Calling it a feature of empire building might be somewhat accurate in the sense that yes all companies and most groups aim to make money, or otherwise grow and succeed. Still, that seems like a pessimistic way to put it. Even small companies and church groups and libraries and PTA associations will have presidents & treasurers. Middle managers appear as soon as group size hits a certain limit.
I think what we are arguing is that yes management layers always existed.
But the state right now is that:
- those management layers are now more disconnected than ever from the actual work. Most managers are career managers that have given up on any actual technical work. Even if they used to be technical ICs, most bigtech actively discourage managers to do anything remotely technical. I still cannot understand this.
- There are way more managers per IC than there ever was (Last big tech I was in, my org had ~5 ICs per manager. I couldn't believe it and have no idea what those people actually did the whole day besides meeting each other!). This is directly because Directors decide to hire Managers and have a direct incentive to grow the amount of layers and amount of people in their pyramid. Even if they don't mean to, directors and VPs are managers as well and as such they have a direct belief and incentive that more management is better.
No, I think this still this isn’t an accurate framing of history. Managers have always had a completely different job than the people they manage. If anything, having a lot of managers that are in the trenches, writing code for example, is the newer trend. Since the Industrial Revolution, managers typically oversaw work but did not do the labor. You could ask some managers what they do all day, but once you get some management experience, you will start to understand what managers do all day and how there’s enough to do that getting technical work done is relatively difficult, and might compromise their ability to manage well.
Here are some pointers to the evolution of management over time that you might find interesting or enlightening:
https://en.wikipedia.org/wiki/Henri_Fayol#Functions_of_manag...
https://en.wikipedia.org/wiki/Scientific_management
https://en.wikipedia.org/wiki/Hawthorne_effect
https://en.wikipedia.org/wiki/Peter_Drucker
The typical ratio of managers to laborers has definitely increased over time. 1:5 is higher than average, but 1:10 is very common for knowledge work. There are many reasons why this is, team building incentives are only one of many. But one question you should ask yourself is why you even care. Companies are free to function any way they want to, and they pay you to contribute to their choice of structure. Given that all modern large companies function this way, and also make money, maybe it’s worth starting from the assumption that it evolved this way for a reason? See Chesterton’s Fence.
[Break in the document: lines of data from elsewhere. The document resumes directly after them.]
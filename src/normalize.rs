/// Field normalization for raw source records
///
/// Turns one source-specific payload into a canonical [`Lead`]:
/// 1. Resolve the organization name (or fail with `MissingIdentity`)
/// 2. Map the source's fields onto canonical fields
/// 3. Validate phones/emails/websites, dropping bad values with a warning
/// 4. Extract contacts from free text (bios, page bodies, descriptions)
/// 5. Compute derived fields (score, dedup key)
use chrono::{DateTime, Utc};
use once_cell::sync::Lazy;
use phonenumber::Mode;
use regex::Regex;
use serde_json::Value;
use sha2::{Digest, Sha256};
use url::Url;
use uuid::Uuid;

use crate::errors::PipelineError;
use crate::models::{
    FieldOrigin, GeoPoint, InstagramRawRecord, Lead, LeadField, MapsRawRecord, PostalAddress,
    RawRecord, SourceRecord, ValidationWarning, WebScrapeRawRecord,
};

static EMAIL_FORMAT: Lazy<Regex> = Lazy::new(|| {
    Regex::new(
        r"^[a-zA-Z0-9.!#$%&'*+/=?^_`{|}~-]+@[a-zA-Z0-9](?:[a-zA-Z0-9-]{0,61}[a-zA-Z0-9])?(?:\.[a-zA-Z0-9](?:[a-zA-Z0-9-]{0,61}[a-zA-Z0-9])?)*$",
    )
    .expect("email format regex")
});

static EMAIL_IN_TEXT: Lazy<Regex> = Lazy::new(|| {
    Regex::new(r"[A-Za-z0-9._%+-]+@[A-Za-z0-9.-]+\.[A-Za-z]{2,}").expect("email search regex")
});

/// Malaysian numbers in running text: `+60`, `0060`, `60` or trunk `0` prefix,
/// then 8-10 digits with optional single space or dash separators.
static PHONE_IN_TEXT: Lazy<Regex> = Lazy::new(|| {
    Regex::new(r"(?:\+60|\b0060|\b60|\b0)[ \-]?\d(?:[ \-]?\d){7,9}\b")
        .expect("phone search regex")
});

static SOCIAL_IN_TEXT: Lazy<Regex> = Lazy::new(|| {
    Regex::new(
        r"(?i)https?://(?:www\.)?(facebook|instagram|linkedin|twitter|x)\.com/[A-Za-z0-9_.\-/]+",
    )
    .expect("social url regex")
});

static POSTAL_CODE: Lazy<Regex> =
    Lazy::new(|| Regex::new(r"\b\d{5}\b").expect("postal code regex"));

/// Case-insensitive whole-word pattern per state, searched in the original text.
static STATE_PATTERNS: Lazy<Vec<(&'static str, Regex)>> = Lazy::new(|| {
    MALAYSIAN_STATES
        .iter()
        .map(|state| {
            let pattern = format!(r"(?i)\b{}\b", regex::escape(state));
            (*state, Regex::new(&pattern).expect("state regex"))
        })
        .collect()
});

/// Placeholder fragments that show up in scraped or hand-typed emails.
const FAKE_EMAIL_PATTERNS: [&str; 4] = ["999999", "111111", "000000", "123456789"];

/// Legal-form tokens ignored when comparing organization names.
const LEGAL_FORM_TOKENS: [&str; 15] = [
    "sdn",
    "bhd",
    "berhad",
    "plt",
    "pte",
    "ltd",
    "limited",
    "llc",
    "inc",
    "corp",
    "corporation",
    "company",
    "co",
    "enterprise",
    "enterprises",
];

const MALAYSIAN_STATES: [&str; 16] = [
    "Johor",
    "Kedah",
    "Kelantan",
    "Kuala Lumpur",
    "Labuan",
    "Melaka",
    "Negeri Sembilan",
    "Pahang",
    "Penang",
    "Perak",
    "Perlis",
    "Putrajaya",
    "Sabah",
    "Sarawak",
    "Selangor",
    "Terengganu",
];

/// Normalizer settings.
#[derive(Debug, Clone)]
pub struct NormalizerConfig {
    /// Calling code assumed for numbers written in national format.
    pub default_country_code: u16,
}

impl Default for NormalizerConfig {
    fn default() -> Self {
        Self {
            default_country_code: 60,
        }
    }
}

/// A freshly standardized lead plus the field values that were dropped.
#[derive(Debug, Clone)]
pub struct NormalizedLead {
    pub lead: Lead,
    pub warnings: Vec<ValidationWarning>,
}

/// Maps raw source payloads onto the canonical lead schema.
#[derive(Debug, Clone, Default)]
pub struct Normalizer {
    config: NormalizerConfig,
}

impl Normalizer {
    pub fn new(config: NormalizerConfig) -> Self {
        Self { config }
    }

    /// Normalizes a payload retrieved just now.
    pub fn normalize(
        &self,
        payload: &Value,
        source_name: &str,
    ) -> Result<NormalizedLead, PipelineError> {
        self.normalize_at(payload, source_name, Utc::now())
    }

    /// Normalizes a payload with an explicit retrieval time.
    pub fn normalize_at(
        &self,
        payload: &Value,
        source_name: &str,
        retrieved_at: DateTime<Utc>,
    ) -> Result<NormalizedLead, PipelineError> {
        let raw = RawRecord::from_payload(source_name, payload)?;
        self.normalize_record(&raw, payload.clone(), retrieved_at)
    }

    /// Normalizes an already-typed record. `payload` is kept verbatim as provenance.
    pub fn normalize_record(
        &self,
        raw: &RawRecord,
        payload: Value,
        retrieved_at: DateTime<Utc>,
    ) -> Result<NormalizedLead, PipelineError> {
        let source = raw.source();
        let name = match raw {
            RawRecord::Maps(r) => first_present(&[&r.title, &r.name]),
            RawRecord::Instagram(r) => first_present(&[&r.full_name, &r.username]),
            RawRecord::WebScrape(r) => web_title_name(r),
        }
        .ok_or(PipelineError::MissingIdentity { source })?;

        let record = SourceRecord {
            source,
            payload,
            retrieved_at,
        };
        let mut lead = Lead::new(Uuid::new_v4(), name, record);
        let mut warnings = Vec::new();

        {
            let mut fields = FieldWriter {
                lead: &mut lead,
                origin: FieldOrigin {
                    source,
                    retrieved_at,
                },
                warnings: &mut warnings,
                country_code: self.config.default_country_code,
            };
            match raw {
                RawRecord::Maps(r) => map_maps(r, &mut fields),
                RawRecord::Instagram(r) => map_instagram(r, &mut fields),
                RawRecord::WebScrape(r) => map_web_scrape(r, &mut fields),
            }
        }

        lead.refresh_derived();

        if !warnings.is_empty() {
            tracing::warn!(
                "Normalized {} record '{}' with {} dropped value(s)",
                source,
                lead.organization_name,
                warnings.len()
            );
        }
        tracing::debug!(
            "Normalized {} record → lead {} (score {})",
            source,
            lead.id,
            lead.completeness_score
        );

        Ok(NormalizedLead { lead, warnings })
    }
}

/// Writes validated values into a lead and records where they came from.
struct FieldWriter<'a> {
    lead: &'a mut Lead,
    origin: FieldOrigin,
    warnings: &'a mut Vec<ValidationWarning>,
    country_code: u16,
}
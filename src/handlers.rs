use axum::{
    extract::{Path, Query, State},
    http::{HeaderMap, StatusCode},
    Json,
};
use serde_json::json;
use std::sync::Arc;
use uuid::Uuid;

use crate::config::Config;
use crate::errors::AppError;
use crate::models::{AmbiguousMatchWarning, IngestRequest, LeadDetail, LeadQueryParams};
use crate::pipeline::BatchReport;
use crate::scoring::LeadStatistics;
use crate::services::LeadService;

/// Maximum records accepted in one ingest request.
const MAX_BATCH_RECORDS: usize = 5_000;

/// Shared application state injected into handlers.
pub struct AppState {
    /// Application configuration.
    pub config: Config,
    /// Single-writer ingestion over the lead index and store.
    pub leads: LeadService,
}

/// Checks `X-Api-Key` when an API key is configured.
fn require_api_key(state: &AppState, headers: &HeaderMap) -> Result<(), AppError> {
    let Some(ref expected) = state.config.api_key else {
        return Ok(());
    };

    let provided = headers
        .get("X-Api-Key")
        .and_then(|v| v.to_str().ok())
        .ok_or_else(|| AppError::Unauthorized("Missing X-Api-Key header".to_string()))?;

    // Constant-time comparison to prevent timing attacks
    if !constant_time_compare(provided, expected) {
        return Err(AppError::Unauthorized("Invalid API key".to_string()));
    }

    Ok(())
}

fn constant_time_compare(a: &str, b: &str) -> bool {
    if a.len() != b.len() {
        return false;
    }

    a.as_bytes()
        .iter()
        .zip(b.as_bytes().iter())
        .fold(0u8, |acc, (x, y)| acc | (x ^ y))
        == 0
}

/// Health check endpoint.
pub async fn health() -> (StatusCode, Json<serde_json::Value>) {
    (
        StatusCode::OK,
        Json(json!({
            "status": "healthy",
            "service": "rust-leadgen-api",
            "version": env!("CARGO_PKG_VERSION")
        })),
    )
}

/// POST /api/v1/leads/ingest
///
/// Normalizes, deduplicates and merges a batch of raw source records.
/// Bad records are reported in the response, never as an HTTP error.
pub async fn ingest_leads(
    State(state): State<Arc<AppState>>,
    headers: HeaderMap,
    Json(request): Json<IngestRequest>,
) -> Result<Json<BatchReport>, AppError> {
    require_api_key(&state, &headers)?;

    if request.records.is_empty() {
        return Err(AppError::BadRequest("records cannot be empty".to_string()));
    }
    if request.records.len() > MAX_BATCH_RECORDS {
        return Err(AppError::BadRequest(format!(
            "at most {} records per batch",
            MAX_BATCH_RECORDS
        )));
    }

    tracing::info!("POST /leads/ingest - {} record(s)", request.records.len());
    let report = state.leads.ingest(request.records).await?;
    tracing::info!("Ingest finished: {}", report.summary());

    Ok(Json(report))
}

/// GET /api/v1/leads
pub async fn list_leads(
    State(state): State<Arc<AppState>>,
    headers: HeaderMap,
    Query(params): Query<LeadQueryParams>,
) -> Result<Json<Vec<LeadDetail>>, AppError> {
    require_api_key(&state, &headers)?;
    tracing::debug!("GET /leads - params: {:?}", params);

    Ok(Json(state.leads.list(&params).await?))
}

/// GET /api/v1/leads/:id
pub async fn get_lead(
    State(state): State<Arc<AppState>>,
    headers: HeaderMap,
    Path(id): Path<Uuid>,
) -> Result<Json<LeadDetail>, AppError> {
    require_api_key(&state, &headers)?;

    state
        .leads
        .get(id)
        .await
        .map(Json)
        .ok_or_else(|| AppError::NotFound(format!("Lead {} not found", id)))
}

/// DELETE /api/v1/leads/:id
pub async fn delete_lead(
    State(state): State<Arc<AppState>>,
    headers: HeaderMap,
    Path(id): Path<Uuid>,
) -> Result<StatusCode, AppError> {
    require_api_key(&state, &headers)?;

    if state.leads.delete(id).await? {
        Ok(StatusCode::NO_CONTENT)
    } else {
        Err(AppError::NotFound(format!("Lead {} not found", id)))
    }
}

/// GET /api/v1/leads/stats
pub async fn lead_stats(
    State(state): State<Arc<AppState>>,
    headers: HeaderMap,
) -> Result<Json<LeadStatistics>, AppError> {
    require_api_key(&state, &headers)?;
    Ok(Json(state.leads.stats().await))
}

/// GET /api/v1/reviews
///
/// Lead pairs whose match confidence fell in the possible-duplicate band.
pub async fn list_reviews(
    State(state): State<Arc<AppState>>,
    headers: HeaderMap,
) -> Result<Json<Vec<AmbiguousMatchWarning>>, AppError> {
    require_api_key(&state, &headers)?;
    Ok(Json(state.leads.reviews().await))
}

/// DELETE /api/v1/reviews
pub async fn clear_reviews(
    State(state): State<Arc<AppState>>,
    headers: HeaderMap,
) -> Result<Json<serde_json::Value>, AppError> {
    require_api_key(&state, &headers)?;
    let cleared = state.leads.clear_reviews().await;
    Ok(Json(json!({ "cleared": cleared })))
}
>> Since the Industrial Revolution, managers typically oversaw work but did not do the labor. You could ask some managers what they do all day, but once you get some management experience, you will start to understand what managers do all day and how there’s enough to do that getting technical work done is relatively difficult, and might compromise their ability to manage well.
Oh believe me. I have managed a lot over my career. Sometime as a TLM and a couple times as a full time manager. I was still as technical and did as much as most people on my team though, which is against what most bigTech companies would consider acceptable for a manager.
All my opinions come from everything I saw and lived during my time as a manager.
I will repeat it again: I'm sure you are not slacking as a manager, most managers I worked with did not slack either. It is simply an artificial function with self-fulfilled busywork. The reason it still exists today is that the managerial class holds the power in most companies and self-hire each other as a way to keep themselves relevant.
A ton has been written about this, so I will put some links:
"Yet for all its dysfunction, the professional-managerial system proved remarkably durable. It persisted because it solved a different problem than organizational effectiveness: it provided a way to allocate status and opportunity that appeared meritocratic while actually favoring those who could navigate institutional prestige hierarchies."